┏━━
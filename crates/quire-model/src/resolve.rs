//! Mark range resolution.
//!
//! Given a position, find the span a mark covers around it. This is what
//! turns "the user clicked inside a link" into "re-select `3..7` and
//! open the link editor". Everything here is a pure read of the document.

use crate::document::Document;
use crate::inline;
use crate::node::{Mark, MarkSet};
use crate::schema::MarkType;
use crate::selection::{MarkRange, Selection};

/// Returns the maximal range around `pos` carrying one `mark_type` mark.
///
/// Both ends are exclusive: a position sitting exactly on the edge of a
/// mark is not inside it, so `None` comes back. The characters on both
/// sides of `pos` must carry the same mark (same attributes), and the
/// range grows outward while neighbouring text carries that same mark.
pub fn resolve_mark_range(doc: &Document, pos: usize, mark_type: MarkType) -> Option<MarkRange> {
    let block = doc.textblock_at(pos)?;
    let runs = block.node.runs();
    let offset = pos - block.content_start;
    if offset == 0 || offset >= inline::len(runs) {
        return None;
    }

    let before = inline::mark_at(runs, offset - 1, mark_type)?;
    let after = inline::mark_at(runs, offset, mark_type)?;
    if before != after {
        return None;
    }

    let (left_run, _) = inline::run_index_at(runs, offset - 1)?;
    let (right_run, _) = inline::run_index_at(runs, offset)?;

    let mut first = left_run;
    while first > 0 && runs[first - 1].marks.get(mark_type) == Some(before) {
        first -= 1;
    }
    let mut last = right_run;
    while last + 1 < runs.len() && runs[last + 1].marks.get(mark_type) == Some(before) {
        last += 1;
    }

    let from: usize = runs[..first].iter().map(|r| r.len()).sum();
    let to: usize = runs[..=last].iter().map(|r| r.len()).sum();
    Some(MarkRange::new(
        block.content_start + from,
        block.content_start + to,
    ))
}

/// Returns the mark of `mark_type` covering `pos`, with its range.
pub fn mark_around(doc: &Document, pos: usize, mark_type: MarkType) -> Option<(Mark, MarkRange)> {
    let range = resolve_mark_range(doc, pos, mark_type)?;
    let block = doc.textblock_at(pos)?;
    let mark = inline::mark_at(block.node.runs(), pos - block.content_start, mark_type)?;
    Some((mark.clone(), range))
}

/// Returns the marks active for a selection.
///
/// For a range, the marks shared by every selected character. For a
/// caret, the marks of the character before it (or after it at the
/// start of a block).
pub fn active_marks(doc: &Document, selection: &Selection) -> MarkSet {
    if selection.is_caret() {
        let pos = selection.head;
        let Some(block) = doc.textblock_at(pos) else {
            return MarkSet::new();
        };
        let runs = block.node.runs();
        let offset = pos - block.content_start;
        let at = if offset > 0 { offset - 1 } else { offset };
        return inline::marks_at(runs, at).cloned().unwrap_or_default();
    }

    let (from, to) = (selection.from(), selection.to());
    let mut shared: Option<MarkSet> = None;
    for block in doc.textblocks_between(from, to) {
        let lo = from.max(block.content_start) - block.content_start;
        let hi = to.min(block.content_end()) - block.content_start;
        for run in inline::slice(block.node.runs(), lo, hi) {
            shared = Some(match shared {
                None => run.marks.clone(),
                Some(acc) => acc.intersect(&run.marks),
            });
        }
    }
    shared.unwrap_or_default()
}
┗━━
### What is required:
Check each line of the listing above for the string "while" and return those that contain it.

### Answer section:
/// range grows outward while neighbouring text carries that same mark.
    while first > 0 && runs[first - 1].marks.get(mark_type) == Some(before) {
    while last + 1 < runs.len() && runs[last + 1].marks.get(mark_type) == Some(before) {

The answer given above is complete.